Stephen King circa 1952 |
As a young child, King witnessed a horrifying accident. “The event occurred when I was barely four,” King recounted. “According to Mom, I had gone off to play at a neighbor’s house – a house that was near a railroad line. About an hour after I left, I came back, she said, ‘as white as a ghost.’ I would not speak for the rest of the day. I would not tell her why I’d not waited to be picked up or phoned that I wanted to come home. I would not tell her why my chum’s mom hadn’t walked me back, but had allowed me to come home alone. It turned out that the kid I had been playing with had been run over by a freight train while playing on or crossing the tracks… My mom never knew if I had been near him when it happened. But I have no memory of the incident at all, only of having been told about it some years after the fact.”
Some critics have suggested that this event may have been the catalyst that awakened King’s dark imagination, but King himself has dismissed the notion. “I believe this is a totally specious idea – such shoot-from-the-hip psychological judgments are little more than jumped-up astrology,” he said.
Instead, King believes that what changed him was the discovery of a box of his father’s old paperbacks from the mid-‘40s. “For me, on a cold fall day in 1959 or 1960, the attic over my aunt and uncle’s garage was the place where that interior dowsing rod suddenly turned over, where the compass needle swung emphatically toward some mental true north. The box I found that day was a treasure trove of old Avon paperbacks. Avon, in those days, was the one paperback publisher committed to fantasy and weird fiction. The pick of the litter was an H.P. Lovecraft collection from 1947 called The Lurking Fear and Other Stories. I took the books out of the attic with me. That day and the next, I visited the Plains of Leng for the first time, visited the towns of Dunwich and Arkham, Massachusetts, and was, most of all, transported by the bleak and creeping terror of ‘The Color Out of Space.’”

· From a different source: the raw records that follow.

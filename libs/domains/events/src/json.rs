use async_trait::async_trait;
use chrono::Local;

use hub_storage::{Collection, JsonStore};

use crate::error::{EventError, EventResult};
use crate::models::Event;
use crate::repository::EventRepository;
use crate::seed;

/// JSON-store implementation of EventRepository
///
/// Every operation is a whole-collection read-modify-write against the
/// `events` collection. The store file is the source of truth; nothing is
/// cached between calls, and failed operations leave the file untouched.
#[derive(Debug, Clone)]
pub struct JsonEventRepository {
    store: JsonStore,
}

impl JsonEventRepository {
    /// Open the repository, seeding the collection on first run with the
    /// five demo events (dated relative to the current local date)
    pub fn open(store: JsonStore) -> EventResult<Self> {
        store.load_or_seed(Collection::Events, || {
            seed::default_events(Local::now().date_naive())
        })?;

        Ok(Self { store })
    }

    fn load_events(&self) -> EventResult<Vec<Event>> {
        Ok(self.store.load(Collection::Events)?)
    }

    fn save_events(&self, events: &[Event]) -> EventResult<()> {
        Ok(self.store.save(Collection::Events, events)?)
    }
}

#[async_trait]
impl EventRepository for JsonEventRepository {
    async fn get_all(&self) -> EventResult<Vec<Event>> {
        self.load_events()
    }

    async fn get_by_id(&self, id: &str) -> EventResult<Option<Event>> {
        let events = self.load_events()?;
        Ok(events.into_iter().find(|e| e.id == id))
    }

    async fn create(&self, event: Event) -> EventResult<Event> {
        let mut events = self.load_events()?;
        events.push(event.clone());
        self.save_events(&events)?;

        tracing::info!(event_id = %event.id, title = %event.title, "Created event");
        Ok(event)
    }

    async fn update(&self, event: Event) -> EventResult<Event> {
        let mut events = self.load_events()?;

        let index = events
            .iter()
            .position(|e| e.id == event.id)
            .ok_or_else(|| EventError::NotFound(event.id.clone()))?;

        events[index] = event.clone();
        self.save_events(&events)?;

        tracing::info!(event_id = %event.id, "Updated event");
        Ok(event)
    }

    async fn delete(&self, id: &str) -> EventResult<bool> {
        let mut events = self.load_events()?;

        let before = events.len();
        events.retain(|e| e.id != id);

        let removed = events.len() < before;
        if removed {
            self.save_events(&events)?;
            tracing::info!(event_id = %id, "Deleted event");
        }
        Ok(removed)
    }
}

“I was prey to a lot of conflicting emotions as a child,” said King. “I had friends and all that, but I often felt unhappy and different – estranged from other kids my age. I was a fat kid – ‘husky’ was the euphemism they used in the clothing store – and pretty poorly coordinated, always the last picked when we chose teams. I was terrified and fascinated by death – death in general and my own in particular. I was absolutely convinced that I’d never live to reach 20. I envisioned myself walking home one night along a dark, deserted street, and somebody or something would jump out of the bushes, and that would be it. So death as a concept and the people who dealt out death intrigued me.”
Like Stand by Me’s ‘Gordie,’ King’s literary career got off to an early start. “I began writing when I was about 6 or 7 years old,” King said. In elementary school, he contributed articles to Dave’s Rag, a newspaper that his brother published on the school mimeograph machine, and also sold stories based on movies he had seen to his friends.
Stephen King circa 1975 with various editions of his first two novels |
Stephen King wrote the story that was the basis for Stand by Me quite early in his career, although it wasn’t published until eight years later, in the collection Different Seasons. In 1974, just after finishing ‘Salem’s Lot, King sat down and pounded out a novella called “The Body.” The story was one he had been thinking about writing for years, he said. “For a long time I thought that I would love to be able to find a string to put on a lot of the childhood experiences that I remember – a lot of them were funny and some of them were kind of sad – and the people that I’d known and some of the guys that I hung out with that really weren’t headed anywhere except down blind alleys. Nothing came and nothing came, and what you do when nothing comes is, you don’t push. You just put it aside… The most important things are the hardest to say. You can’t talk about them because once you start, they tarnish.”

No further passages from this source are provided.